Since the November 13 terror attack in Paris, the neo-fascist National Front (FN) has emerged as the main beneficiary of the law-and-order hysteria and the draconian police-state measures of the Socialist Party (PS) government. It is leading in polls for the regional elections of December 6 and 13.

According to an Ipsos poll, the FN would get 30 percent of votes in the first round of elections on December 6, beating the PS and the right-wing The Republicans (LR).

A BVA poll on November 29 showed the FN winning comfortably in the southeastern Provence Alpes Côte d’Azur region around Marseille, and the northern Nord Pas-de-Calais Picardie region around Lille. It may also win the Burgundy-Franche-Comté region. The BVA poll showed the FN making substantial gains in all of France’s 12 regions.

The rise of the FN is the product of the bankruptcy of the PS and the escalating crisis of French capitalism. Millions of people are unemployed in France, and the PS is continuing to slash public spending with drastic austerity measures that are undermining the economy. Above all, the regional elections are taking place in an atmosphere of mass law-and-order hysteria launched by the government following the November 13 terror attack that killed 130 people.

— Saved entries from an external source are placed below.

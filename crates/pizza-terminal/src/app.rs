// crates/pizza-terminal/src/app.rs

use crossterm::event::KeyCode;
use indexmap::IndexMap;
use pizza_core::{Delivery, Event, Order, OrderBuilder, OrderDesk, Size};
use pizza_protocol::command_codec::CART_EMPTY_MESSAGE;
use pizza_protocol::encode_orders;
use tracing::{info, warn};

use crate::config::AppConfig;

#[derive(Debug, Clone, Copy, PartialEq, Eq)]
pub enum Panel {
    Form,
    Orders,
}

/// The form row under the cursor.
#[derive(Debug, Clone, Copy, PartialEq, Eq)]
pub enum FormField {
    Size,
    Delivery,
    Topping(usize),
    Addon(usize),
}

#[derive(Debug, Clone, Copy, PartialEq, Eq)]
pub enum NoticeLevel {
    Info,
    Warning,
}

/// One-line message shown in the status bar until dismissed or replaced.
#[derive(Debug, Clone, PartialEq, Eq)]
pub struct Notice {
    pub level: NoticeLevel,
    pub text: String,
}

pub struct App {
    // Order state
    pub desk: OrderDesk,
    pub config: AppConfig,

    // UI state
    pub current_panel: Panel,
    pub should_quit: bool,
    pub show_help: bool,
    pub show_json: bool,
    pub notice: Option<Notice>,

    // Form
    pub size: Size,
    pub delivery: Delivery,
    pub toppings: IndexMap<String, bool>,
    pub addons: IndexMap<String, bool>,
    pub form_cursor: usize,

    // Selection state
    pub selected_order_index: usize,
}

impl App {
    pub fn new(config: AppConfig) -> Self {
        let toppings = config.menu.toppings.iter().map(|t| (t.clone(), false)).collect();
        let addons = config.menu.addons.iter().map(|a| (a.clone(), false)).collect();

        Self {
            desk: OrderDesk::new(),
            size: config.form.default_size,
            delivery: config.form.default_delivery,
            config,
            current_panel: Panel::Form,
            should_quit: false,
            show_help: false,
            show_json: false,
            notice: None,
            toppings,
            addons,
            form_cursor: 0,
            selected_order_index: 0,
        }
    }

    /// Map a key press to an action.
    pub fn handle_key(&mut self, code: KeyCode) {
        if self.show_help {
            if matches!(code, KeyCode::Esc | KeyCode::F(1) | KeyCode::Char('?')) {
                self.show_help = false;
            }
            return;
        }

        match code {
            KeyCode::Char('q') | KeyCode::Char('Q') => self.should_quit = true,
            KeyCode::Tab => self.next_panel(),
            KeyCode::BackTab => self.prev_panel(),

            // Navigation
            KeyCode::Up | KeyCode::Char('k') => self.move_selection_up(),
            KeyCode::Down | KeyCode::Char('j') => self.move_selection_down(),
            KeyCode::Left | KeyCode::Char('h') => self.change_field(false),
            KeyCode::Right | KeyCode::Char('l') => self.change_field(true),
            KeyCode::Char(' ') | KeyCode::Enter => {
                if self.current_panel == Panel::Form {
                    self.change_field(true);
                }
            }

            // Orders
            KeyCode::Char('a') | KeyCode::Char('A') => self.add_order(),
            KeyCode::Char('r') | KeyCode::Char('R') => self.reset_form(),
            KeyCode::Char('d') | KeyCode::Char('D') | KeyCode::Delete => self.remove_selected_order(),
            KeyCode::Char('p') | KeyCode::Char('P') => self.place_all_orders(),

            // View toggles
            KeyCode::Char('J') => self.toggle_json(),
            KeyCode::F(1) | KeyCode::Char('?') => self.show_help = true,
            KeyCode::Esc => self.dismiss(),

            _ => {}
        }
    }

    pub fn next_panel(&mut self) {
        self.current_panel = match self.current_panel {
            Panel::Form => Panel::Orders,
            Panel::Orders => Panel::Form,
        };
    }

    pub fn prev_panel(&mut self) {
        // Only two panels, so backwards is the same as forwards.
        self.next_panel();
    }

    /// Number of rows in the form: size, delivery, then every checkbox.
    pub fn form_len(&self) -> usize {
        2 + self.toppings.len() + self.addons.len()
    }

    pub fn current_field(&self) -> FormField {
        let toppings = self.toppings.len();
        match self.form_cursor {
            0 => FormField::Size,
            1 => FormField::Delivery,
            n if n < 2 + toppings => FormField::Topping(n - 2),
            n => FormField::Addon(n - 2 - toppings),
        }
    }

    pub fn move_selection_up(&mut self) {
        match self.current_panel {
            Panel::Form => {
                if self.form_cursor > 0 {
                    self.form_cursor -= 1;
                }
            }
            Panel::Orders => {
                if self.selected_order_index > 0 {
                    self.selected_order_index -= 1;
                }
            }
        }
    }

    pub fn move_selection_down(&mut self) {
        match self.current_panel {
            Panel::Form => {
                if self.form_cursor < self.form_len().saturating_sub(1) {
                    self.form_cursor += 1;
                }
            }
            Panel::Orders => {
                if self.selected_order_index < self.desk.store().len().saturating_sub(1) {
                    self.selected_order_index += 1;
                }
            }
        }
    }

    /// Cycle the selector or flip the checkbox under the form cursor.
    pub fn change_field(&mut self, forward: bool) {
        if self.current_panel != Panel::Form {
            return;
        }

        match self.current_field() {
            FormField::Size => {
                self.size = if forward { self.size.next() } else { self.size.prev() };
            }
            FormField::Delivery => self.delivery = self.delivery.toggle(),
            FormField::Topping(i) => {
                if let Some((_, checked)) = self.toppings.get_index_mut(i) {
                    *checked = !*checked;
                }
            }
            FormField::Addon(i) => {
                if let Some((_, checked)) = self.addons.get_index_mut(i) {
                    *checked = !*checked;
                }
            }
        }
    }

    /// Build an order from the form with a fresh builder and place it.
    pub fn add_order(&mut self) {
        let order = self.build_from_form();
        let summary = order.to_string();
        if let Event::Placed { position, .. } = self.desk.place(order) {
            self.notify(NoticeLevel::Info, format!("Added order {}: {}", position + 1, summary));
        }
        self.on_orders_changed();
    }

    /// Uncheck every box and return the selectors to their configured defaults.
    pub fn reset_form(&mut self) {
        self.size = self.config.form.default_size;
        self.delivery = self.config.form.default_delivery;
        for checked in self.toppings.values_mut().chain(self.addons.values_mut()) {
            *checked = false;
        }
    }

    pub fn remove_selected_order(&mut self) {
        if self.current_panel != Panel::Orders {
            return;
        }
        if let Event::Removed { position, .. } = self.desk.remove(self.selected_order_index) {
            self.notify(NoticeLevel::Info, format!("Removed order {}", position + 1));
        }
        self.on_orders_changed();
    }

    /// Place every pending order, or warn when there is nothing to place.
    pub fn place_all_orders(&mut self) {
        match self.desk.checkout() {
            Event::CheckedOut { orders } => {
                match encode_orders(&orders) {
                    Ok(json) => info!(count = orders.len(), orders = %json, "placed orders"),
                    Err(e) => warn!(error = %e, "could not encode placed orders"),
                }
                self.notify(
                    NoticeLevel::Info,
                    format!("Placing {} order(s). Details written to the log.", orders.len()),
                );
                self.on_orders_changed();
            }
            _ => self.notify(NoticeLevel::Warning, CART_EMPTY_MESSAGE),
        }
    }

    pub fn toggle_json(&mut self) {
        self.show_json = !self.show_json;
    }

    /// The pending order list as pretty JSON.
    pub fn orders_json(&self) -> String {
        encode_orders(&self.desk.store().get_all())
            .unwrap_or_else(|e| format!("could not encode orders: {}", e))
    }

    pub fn orders(&self) -> Vec<Order> {
        self.desk.store().get_all()
    }

    /// Close the topmost overlay: help, then the notice, then the JSON view.
    pub fn dismiss(&mut self) {
        if self.show_help {
            self.show_help = false;
        } else if self.notice.is_some() {
            self.notice = None;
        } else {
            self.show_json = false;
        }
    }

    fn notify(&mut self, level: NoticeLevel, text: impl Into<String>) {
        self.notice = Some(Notice {
            level,
            text: text.into(),
        });
    }

    fn build_from_form(&self) -> Order {
        let mut builder = OrderBuilder::new();
        builder.set_size(self.size).set_delivery(self.delivery);
        for (topping, _) in self.toppings.iter().filter(|(_, checked)| **checked) {
            builder.add_topping(topping.as_str());
        }
        for (addon, _) in self.addons.iter().filter(|(_, checked)| **checked) {
            builder.add_addon(addon.as_str());
        }
        builder.build()
    }

    /// Any change to the list hides the JSON view and keeps the selection in range.
    fn on_orders_changed(&mut self) {
        self.show_json = false;
        let len = self.desk.store().len();
        if self.selected_order_index >= len {
            self.selected_order_index = len.saturating_sub(1);
        }
    }
}
//! JSON encoding of the pending order list.
//!
//! The encoded form is a pretty-printed array (two-space indent) of
//! order objects:
//!
//! ```text
//! [
//!   {
//!     "size": "Large",
//!     "toppings": ["Cheese", "Olives"],
//!     "addons": ["Extra Cheese"],
//!     "delivery": "Home Delivery",
//!     "createdAt": "2026-10-14T09:30:00.123Z"
//!   }
//! ]
//! ```
//!
//! (serde_json puts each list item on its own line; the sketch above is
//! compressed.)

use pizza_core::Order;

use crate::error::ProtocolError;

/// Encode `orders` as a pretty-printed JSON array.
pub fn encode_orders(orders: &[Order]) -> Result<String, ProtocolError> {
    Ok(serde_json::to_string_pretty(orders)?)
}

/// Decode a JSON array of orders.
///
/// Sizes and delivery methods must be inside the menu, and `createdAt`
/// must be an RFC 3339 timestamp.
pub fn decode_orders(text: &str) -> Result<Vec<Order>, ProtocolError> {
    Ok(serde_json::from_str(text)?)
}
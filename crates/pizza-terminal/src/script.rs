//! Headless command-script runner.
//!
//! Replays a command script (see `pizza_protocol::command_codec`)
//! through an [`OrderDesk`], writing one line per resulting event.
//! Lines that fail to decode or parse are logged and skipped; they
//! never stop the run. Read and write errors do.

use std::io::{BufRead, Write};

use anyhow::{Context, Result};
use pizza_core::{Event, OrderDesk};
use pizza_protocol::{encode_orders, format_event, parse_input_line};
use tracing::{info, warn};

/// Counts from one script run.
#[derive(Debug, Clone, Copy, Default, PartialEq, Eq)]
pub struct ScriptSummary {
    /// Commands processed.
    pub commands: usize,

    /// Lines that could not be parsed.
    pub skipped: usize,
}

/// Process every line of `input` against `desk`, writing event lines to `out`.
pub fn run_script<R, W>(input: R, out: &mut W, desk: &mut OrderDesk) -> Result<ScriptSummary>
where
    R: BufRead,
    W: Write,
{
    let mut summary = ScriptSummary::default();

    for (index, raw) in input.split(b'\n').enumerate() {
        let mut raw = raw.with_context(|| format!("reading script line {}", index + 1))?;
        if raw.last() == Some(&b'\r') {
            raw.pop();
        }
        let line = match String::from_utf8(raw) {
            Ok(line) => line,
            Err(e) => {
                warn!(line = index + 1, error = %e, "skipping script line that is not UTF-8");
                summary.skipped += 1;
                continue;
            }
        };

        let command = match parse_input_line(&line) {
            Ok(Some(command)) => command,
            Ok(None) => continue,
            Err(e) => {
                warn!(line = index + 1, error = %e, "skipping script line");
                summary.skipped += 1;
                continue;
            }
        };

        summary.commands += 1;
        for event in desk.process(command) {
            if let Event::CheckedOut { orders } = &event {
                let json = encode_orders(orders)?;
                info!(count = orders.len(), orders = %json, "placed orders");
            }
            writeln!(out, "{}", format_event(&event)).context("writing script output")?;
        }
    }

    Ok(summary)
}

/// Write the pending orders of `desk` as pretty JSON followed by a newline.
pub fn write_orders_json<W: Write>(desk: &OrderDesk, out: &mut W) -> Result<()> {
    let json = encode_orders(&desk.store().get_all())?;
    writeln!(out, "{}", json).context("writing order JSON")?;
    Ok(())
}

Under the guise of a “war on terror,” the PS is imposing unprecedented police-state measures and scrapping basic democratic rights. After the November 13 attacks, the PS imposed a three-month state of emergency, allowing the state to ban and crack down on protests, and place any individuals police claimed were a potential threat to public order under house arrest, without trial. The PS is pledging to amend the constitution to grant the president authority to exercise emergency powers indefinitely, effectively converting France into a police state.

On Tuesday, Prime Minister Manual Valls justified these draconian measures and suggested they could be extended beyond February 26, 2016—when the state of emergency ends under the law adopted after the Paris attacks. He told Europe1 radio, “We should not rule out this possibility, obviously, depending on the threats, and we will have to act very responsibly.”

Valls boasted of the massive police crackdown and of the many extra-judicial decisions to consign people to house arrest after the November 13 attack. According to Valls, “Since the attacks, over 2,000 administrative police searches and seizures (done without judicial control), were carried out, and 210 people detained, in the context of the state of emergency.”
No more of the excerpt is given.